Rapid quantitative assessment of temporal and spatial variation in key functional genes of the microbial nitrogen cycle across multiple marine environments using the NanoString nCounter

Abstract

AbstractThe marine nitrogen cycle controls oceanic productivity through enzymatic processes mediated by microbes. Here, we report the construction, evaluation, and application of the OceansN CodeSet for the NanoString nCounter, which quantifies a suite of protein‐coding genes that are central to microbially mediated nitrogen cycle processes in the ocean. We also placed emphasis on quantifying a diverse set of marine diazotrophs within known nifH phylogenetic clades. The OceansN CodeSet provided direct hybridization‐based quantitation of 48 probes in a single sample, presenting advantages in terms of reduced sample handling, elimination of amplification bias, minimal DNA sample requirements, and the ability to assess targets ranging from relatively rare to abundant, with a reliable quantitation limit of ~ 1000 gene copies per target per sample. As such, our approach fills a unique methodological niche between the scale of high‐throughput amplicon sequencing (a compositional method) and quantitative polymerase chain reaction (qPCR) (a targeted method with generally lower throughput).
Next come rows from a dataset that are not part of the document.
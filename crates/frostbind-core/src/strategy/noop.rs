use crate::{
    model::ModelDescriptor,
    row::RowRef,
    strategy::{BindingStrategy, StrategyError},
    value::Value,
};

///
/// NoopStrategy
///
/// Default strategy: no persisted counterpart exists for any model, so
/// the library behaves as a pure validated-value layer.
///

#[derive(Clone, Copy, Debug, Default)]
pub struct NoopStrategy;

impl BindingStrategy for NoopStrategy {
    fn name(&self) -> &'static str {
        "noop"
    }

    fn create_counterpart(
        &self,
        _model: &'static ModelDescriptor,
        _fields: &[(&'static str, Value)],
    ) -> Result<Option<RowRef>, StrategyError> {
        Ok(None)
    }
}
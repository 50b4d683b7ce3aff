//! Validator entry point: model kind-checks plus the type's own rules,
//! collecting issues by field path.

use crate::{
    traits::Record,
    value::{FieldValue, Value},
};
use std::collections::BTreeMap;
use thiserror::Error as ThisError;

///
/// ValidateError
///

#[derive(Debug, ThisError)]
pub enum ValidateError {
    #[error("validation failed")]
    ValidationFailed(BTreeMap<String, Vec<String>>),

    #[error("unknown field '{field}' on {model}")]
    UnknownField { model: &'static str, field: String },

    #[error("field '{field}' on {model} expects {expected}, found {found}")]
    KindMismatch {
        model: &'static str,
        field: String,
        expected: &'static str,
        found: &'static str,
    },

    #[error("identity field '{field}' on {model} cannot be reassigned")]
    IdentityReassigned { model: &'static str, field: String },
}

impl ValidateError {
    /// All issue messages for one field path, if this is a collected failure.
    #[must_use]
    pub fn issues_for(&self, path: &str) -> Option<&[String]> {
        match self {
            Self::ValidationFailed(issues) => issues.get(path).map(Vec::as_slice),
            _ => None,
        }
    }
}

///
/// Validate
///
/// Per-type validation rules. The default is permissive; record types
/// override to add domain constraints on top of the model kind-check.
///

pub trait Validate {
    fn validate(&self, ctx: &mut ValidateCtx) {
        let _ = ctx;
    }
}

///
/// ValidateCtx
/// Issue collector keyed by field path.
///

#[derive(Debug, Default)]
pub struct ValidateCtx {
    issues: BTreeMap<String, Vec<String>>,
}

impl ValidateCtx {
    #[must_use]
    pub const fn new() -> Self {
        Self {
            issues: BTreeMap::new(),
        }
    }

    pub fn issue(&mut self, field: &str, message: impl Into<String>) {
        self.issues
            .entry(field.to_string())
            .or_default()
            .push(message.into());
    }

    #[must_use]
    pub fn is_clean(&self) -> bool {
        self.issues.is_empty()
    }

    fn into_result(self) -> Result<(), ValidateError> {
        if self.issues.is_empty() {
            Ok(())
        } else {
            Err(ValidateError::ValidationFailed(self.issues))
        }
    }
}

///
/// validate
/// Validate one record: dynamic kind-check against the model descriptor,
/// then the type's own rules. All issues are collected before failing.
///
pub fn validate<M: Record>(record: &M) -> Result<(), ValidateError> {
    let mut ctx = ValidateCtx::new();

    for (name, value) in record.field_values() {
        match M::MODEL.field(name) {
            Some(field) if field.kind.admits(&value) => {}
            Some(field) => ctx.issue(
                name,
                format!("expects {}, found {}", field.kind.name(), value.kind_name()),
            ),
            None => ctx.issue(name, "not declared on the model"),
        }
    }

    record.validate(&mut ctx);

    ctx.into_result()
}

/// Decode one typed field from a dynamic value, failing with a kind
/// mismatch that names the model and field.
pub fn field_from_value<T: FieldValue>(
    model: &'static str,
    field: &str,
    value: &Value,
) -> Result<T, ValidateError> {
    T::from_value(value).ok_or_else(|| ValidateError::KindMismatch {
        model,
        field: field.to_string(),
        expected: std::any::type_name::<T>(),
        found: value.kind_name(),
    })
}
When applied to North Atlantic environmental DNA samples, the OceansN CodeSet revealed temporal and spatial patterns in nitrogen assimilation, nitrification, and denitrification, as well as the abundance and distribution of various nitrogen‐fixing microorganisms (diazotrophs). Data from the nCounter was validated via internal and external controls, and by comparison to qPCR, nifH amplicon sequencing, and shotgun metagenomic sequencing.